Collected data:
________________

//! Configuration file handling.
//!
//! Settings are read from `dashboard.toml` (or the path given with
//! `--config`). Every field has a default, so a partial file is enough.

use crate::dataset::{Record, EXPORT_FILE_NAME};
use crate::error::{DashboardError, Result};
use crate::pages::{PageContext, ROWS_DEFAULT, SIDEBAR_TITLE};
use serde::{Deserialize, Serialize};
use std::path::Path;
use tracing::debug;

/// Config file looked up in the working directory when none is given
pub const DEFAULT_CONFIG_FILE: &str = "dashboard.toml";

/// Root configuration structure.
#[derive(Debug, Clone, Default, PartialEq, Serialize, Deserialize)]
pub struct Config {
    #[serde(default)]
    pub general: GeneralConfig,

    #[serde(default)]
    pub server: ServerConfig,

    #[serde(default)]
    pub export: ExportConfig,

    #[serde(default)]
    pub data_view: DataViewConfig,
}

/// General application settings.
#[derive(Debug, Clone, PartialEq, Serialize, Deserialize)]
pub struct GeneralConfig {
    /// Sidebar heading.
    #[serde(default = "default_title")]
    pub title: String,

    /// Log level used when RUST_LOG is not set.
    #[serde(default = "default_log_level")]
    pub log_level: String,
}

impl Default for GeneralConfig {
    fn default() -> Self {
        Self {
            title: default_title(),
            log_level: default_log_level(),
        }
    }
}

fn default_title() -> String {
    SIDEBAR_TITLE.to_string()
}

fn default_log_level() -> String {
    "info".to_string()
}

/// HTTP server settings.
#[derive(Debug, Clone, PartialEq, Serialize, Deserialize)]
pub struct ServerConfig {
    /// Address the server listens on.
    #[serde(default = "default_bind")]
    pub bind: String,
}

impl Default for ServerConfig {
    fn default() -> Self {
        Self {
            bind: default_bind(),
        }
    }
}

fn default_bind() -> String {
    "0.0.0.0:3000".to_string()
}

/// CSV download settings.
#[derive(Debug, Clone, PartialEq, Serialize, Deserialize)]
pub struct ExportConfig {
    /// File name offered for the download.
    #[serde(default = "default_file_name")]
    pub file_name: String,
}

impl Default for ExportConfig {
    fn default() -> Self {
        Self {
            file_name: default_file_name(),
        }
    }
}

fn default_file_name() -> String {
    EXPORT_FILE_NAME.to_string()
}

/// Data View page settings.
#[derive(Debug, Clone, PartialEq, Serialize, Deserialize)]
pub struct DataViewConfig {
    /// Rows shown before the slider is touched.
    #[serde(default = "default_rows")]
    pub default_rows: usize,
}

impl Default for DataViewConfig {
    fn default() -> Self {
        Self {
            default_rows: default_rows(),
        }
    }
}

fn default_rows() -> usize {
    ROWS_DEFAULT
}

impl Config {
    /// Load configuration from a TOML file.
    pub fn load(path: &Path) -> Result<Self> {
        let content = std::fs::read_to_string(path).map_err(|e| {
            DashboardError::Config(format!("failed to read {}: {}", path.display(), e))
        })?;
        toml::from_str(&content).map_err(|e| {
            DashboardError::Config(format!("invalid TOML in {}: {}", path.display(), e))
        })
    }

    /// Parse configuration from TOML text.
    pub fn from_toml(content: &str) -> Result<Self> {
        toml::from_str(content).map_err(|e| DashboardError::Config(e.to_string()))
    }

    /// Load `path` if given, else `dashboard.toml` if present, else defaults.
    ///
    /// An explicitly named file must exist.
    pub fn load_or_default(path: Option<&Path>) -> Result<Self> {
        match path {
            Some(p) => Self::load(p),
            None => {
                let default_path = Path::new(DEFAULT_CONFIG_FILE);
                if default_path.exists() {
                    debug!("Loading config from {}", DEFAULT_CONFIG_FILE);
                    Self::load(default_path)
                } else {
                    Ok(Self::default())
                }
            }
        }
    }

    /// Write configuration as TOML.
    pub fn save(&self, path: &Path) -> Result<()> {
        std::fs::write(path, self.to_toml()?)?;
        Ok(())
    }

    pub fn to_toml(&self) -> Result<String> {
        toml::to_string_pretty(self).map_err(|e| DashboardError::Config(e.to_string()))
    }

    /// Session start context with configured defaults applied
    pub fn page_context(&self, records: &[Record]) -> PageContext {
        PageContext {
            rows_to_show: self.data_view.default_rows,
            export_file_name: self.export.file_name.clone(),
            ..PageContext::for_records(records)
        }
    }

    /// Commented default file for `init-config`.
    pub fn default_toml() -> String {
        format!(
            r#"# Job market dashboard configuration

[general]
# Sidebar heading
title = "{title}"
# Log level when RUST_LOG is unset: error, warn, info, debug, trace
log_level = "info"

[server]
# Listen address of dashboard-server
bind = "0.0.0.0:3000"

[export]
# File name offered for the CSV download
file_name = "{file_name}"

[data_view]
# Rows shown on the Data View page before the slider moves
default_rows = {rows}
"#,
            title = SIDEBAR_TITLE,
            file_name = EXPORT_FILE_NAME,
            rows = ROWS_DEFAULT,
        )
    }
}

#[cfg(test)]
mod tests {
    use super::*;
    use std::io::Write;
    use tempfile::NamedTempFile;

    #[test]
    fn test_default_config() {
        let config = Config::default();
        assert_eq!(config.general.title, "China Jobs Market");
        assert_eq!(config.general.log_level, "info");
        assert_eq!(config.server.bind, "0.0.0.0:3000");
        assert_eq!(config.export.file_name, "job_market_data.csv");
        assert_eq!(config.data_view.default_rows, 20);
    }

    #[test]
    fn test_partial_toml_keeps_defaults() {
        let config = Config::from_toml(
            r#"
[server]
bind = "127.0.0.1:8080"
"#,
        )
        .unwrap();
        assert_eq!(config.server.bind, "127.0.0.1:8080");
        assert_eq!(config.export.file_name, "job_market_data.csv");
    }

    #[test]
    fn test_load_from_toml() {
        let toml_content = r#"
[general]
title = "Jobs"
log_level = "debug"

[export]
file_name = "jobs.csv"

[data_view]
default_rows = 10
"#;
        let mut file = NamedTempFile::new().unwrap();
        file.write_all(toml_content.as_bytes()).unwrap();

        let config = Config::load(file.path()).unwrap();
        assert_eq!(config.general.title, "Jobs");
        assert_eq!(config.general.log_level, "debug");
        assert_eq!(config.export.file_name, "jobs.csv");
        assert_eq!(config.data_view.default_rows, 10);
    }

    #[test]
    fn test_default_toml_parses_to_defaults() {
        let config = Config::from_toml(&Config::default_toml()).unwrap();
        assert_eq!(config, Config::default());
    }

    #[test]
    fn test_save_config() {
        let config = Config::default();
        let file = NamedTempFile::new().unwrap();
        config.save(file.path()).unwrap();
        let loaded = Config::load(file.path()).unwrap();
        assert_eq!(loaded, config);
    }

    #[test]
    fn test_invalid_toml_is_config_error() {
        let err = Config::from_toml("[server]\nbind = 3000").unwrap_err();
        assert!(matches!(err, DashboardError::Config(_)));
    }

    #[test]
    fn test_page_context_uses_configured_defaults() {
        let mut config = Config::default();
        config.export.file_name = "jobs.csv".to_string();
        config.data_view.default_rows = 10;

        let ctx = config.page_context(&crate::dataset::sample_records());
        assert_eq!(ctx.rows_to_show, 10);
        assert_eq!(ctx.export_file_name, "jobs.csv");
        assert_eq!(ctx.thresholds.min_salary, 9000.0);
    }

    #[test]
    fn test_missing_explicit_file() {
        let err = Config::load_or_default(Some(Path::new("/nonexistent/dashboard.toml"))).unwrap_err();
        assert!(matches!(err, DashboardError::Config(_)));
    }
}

________________

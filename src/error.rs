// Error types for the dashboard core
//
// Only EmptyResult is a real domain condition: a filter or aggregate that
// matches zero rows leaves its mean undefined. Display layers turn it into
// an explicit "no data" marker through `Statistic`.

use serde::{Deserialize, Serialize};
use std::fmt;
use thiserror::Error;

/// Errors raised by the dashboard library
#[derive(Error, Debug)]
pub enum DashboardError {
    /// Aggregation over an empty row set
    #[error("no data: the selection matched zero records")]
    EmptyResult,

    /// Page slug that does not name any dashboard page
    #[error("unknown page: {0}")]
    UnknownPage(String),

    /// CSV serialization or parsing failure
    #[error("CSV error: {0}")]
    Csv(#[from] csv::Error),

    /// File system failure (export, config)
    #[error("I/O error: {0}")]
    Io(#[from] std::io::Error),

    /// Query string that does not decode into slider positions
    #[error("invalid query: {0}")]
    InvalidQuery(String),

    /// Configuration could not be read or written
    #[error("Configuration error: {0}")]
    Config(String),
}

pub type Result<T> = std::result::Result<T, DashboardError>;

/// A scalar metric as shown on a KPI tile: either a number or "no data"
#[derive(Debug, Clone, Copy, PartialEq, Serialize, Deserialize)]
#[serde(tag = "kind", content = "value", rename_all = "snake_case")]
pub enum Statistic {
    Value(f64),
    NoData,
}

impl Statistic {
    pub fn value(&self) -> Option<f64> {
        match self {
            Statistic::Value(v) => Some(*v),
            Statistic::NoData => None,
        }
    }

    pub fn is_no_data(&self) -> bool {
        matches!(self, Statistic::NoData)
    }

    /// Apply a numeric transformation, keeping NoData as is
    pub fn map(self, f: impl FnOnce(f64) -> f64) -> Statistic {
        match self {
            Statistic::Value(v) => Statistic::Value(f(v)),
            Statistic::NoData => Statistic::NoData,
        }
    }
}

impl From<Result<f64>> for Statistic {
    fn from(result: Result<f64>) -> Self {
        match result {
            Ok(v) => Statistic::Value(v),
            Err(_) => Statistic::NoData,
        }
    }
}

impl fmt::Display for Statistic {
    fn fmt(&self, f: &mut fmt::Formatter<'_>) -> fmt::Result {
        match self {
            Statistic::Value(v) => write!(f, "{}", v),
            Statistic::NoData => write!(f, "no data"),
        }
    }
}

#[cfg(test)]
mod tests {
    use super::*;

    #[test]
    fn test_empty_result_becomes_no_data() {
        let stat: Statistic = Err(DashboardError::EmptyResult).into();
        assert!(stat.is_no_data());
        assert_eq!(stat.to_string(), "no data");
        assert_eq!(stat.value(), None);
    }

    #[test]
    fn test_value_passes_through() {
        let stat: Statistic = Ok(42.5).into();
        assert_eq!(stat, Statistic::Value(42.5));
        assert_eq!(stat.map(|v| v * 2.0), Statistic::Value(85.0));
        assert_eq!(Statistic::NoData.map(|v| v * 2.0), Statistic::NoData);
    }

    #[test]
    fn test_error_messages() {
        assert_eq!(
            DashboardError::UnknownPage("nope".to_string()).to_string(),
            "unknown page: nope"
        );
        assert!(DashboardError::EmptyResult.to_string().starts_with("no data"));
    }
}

________________

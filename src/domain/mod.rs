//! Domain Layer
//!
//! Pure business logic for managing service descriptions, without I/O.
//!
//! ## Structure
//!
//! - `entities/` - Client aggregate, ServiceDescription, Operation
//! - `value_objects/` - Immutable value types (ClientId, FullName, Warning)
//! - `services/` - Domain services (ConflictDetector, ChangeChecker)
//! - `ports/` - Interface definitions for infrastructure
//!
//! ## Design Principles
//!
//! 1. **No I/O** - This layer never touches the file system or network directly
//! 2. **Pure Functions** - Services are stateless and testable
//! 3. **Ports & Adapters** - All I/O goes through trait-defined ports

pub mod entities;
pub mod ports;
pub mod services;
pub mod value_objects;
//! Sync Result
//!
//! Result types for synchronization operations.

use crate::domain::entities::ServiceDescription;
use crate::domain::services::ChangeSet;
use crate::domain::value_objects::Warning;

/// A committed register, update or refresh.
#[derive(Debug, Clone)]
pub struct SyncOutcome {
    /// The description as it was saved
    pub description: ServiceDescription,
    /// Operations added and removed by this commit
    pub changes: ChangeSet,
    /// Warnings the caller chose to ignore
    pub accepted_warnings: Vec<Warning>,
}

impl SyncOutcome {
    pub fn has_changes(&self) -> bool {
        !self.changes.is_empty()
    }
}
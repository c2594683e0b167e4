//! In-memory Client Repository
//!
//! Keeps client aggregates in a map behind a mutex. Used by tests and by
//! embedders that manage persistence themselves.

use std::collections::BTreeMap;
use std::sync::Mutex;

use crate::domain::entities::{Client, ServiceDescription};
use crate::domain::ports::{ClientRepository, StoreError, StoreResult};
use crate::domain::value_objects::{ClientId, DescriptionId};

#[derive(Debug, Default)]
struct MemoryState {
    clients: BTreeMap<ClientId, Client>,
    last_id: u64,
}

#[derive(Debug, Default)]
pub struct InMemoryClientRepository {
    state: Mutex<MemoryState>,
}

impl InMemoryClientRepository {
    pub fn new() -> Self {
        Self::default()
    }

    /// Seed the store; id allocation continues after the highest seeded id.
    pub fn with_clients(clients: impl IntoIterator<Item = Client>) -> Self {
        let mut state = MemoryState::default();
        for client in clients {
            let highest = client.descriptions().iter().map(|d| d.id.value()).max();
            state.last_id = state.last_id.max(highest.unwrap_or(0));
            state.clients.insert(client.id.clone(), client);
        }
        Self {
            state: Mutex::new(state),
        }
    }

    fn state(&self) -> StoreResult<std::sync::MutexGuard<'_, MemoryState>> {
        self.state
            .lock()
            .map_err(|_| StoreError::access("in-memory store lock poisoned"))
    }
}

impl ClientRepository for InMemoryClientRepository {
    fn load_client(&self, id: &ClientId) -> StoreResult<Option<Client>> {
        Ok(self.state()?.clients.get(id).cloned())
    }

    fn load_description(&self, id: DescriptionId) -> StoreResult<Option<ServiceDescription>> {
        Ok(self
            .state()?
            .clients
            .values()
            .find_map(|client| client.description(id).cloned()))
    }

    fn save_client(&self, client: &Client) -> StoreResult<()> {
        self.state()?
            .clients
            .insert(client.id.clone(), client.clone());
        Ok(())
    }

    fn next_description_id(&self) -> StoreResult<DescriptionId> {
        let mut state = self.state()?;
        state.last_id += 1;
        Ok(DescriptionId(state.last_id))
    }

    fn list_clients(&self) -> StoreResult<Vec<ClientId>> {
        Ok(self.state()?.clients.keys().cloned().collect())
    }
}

________________

• **WORK TO BE COMPLETED**
Count lines, not occurrences. State how many lines of the entries contain the word "Pure", and add nothing.

• **TASK SOLUTION**
2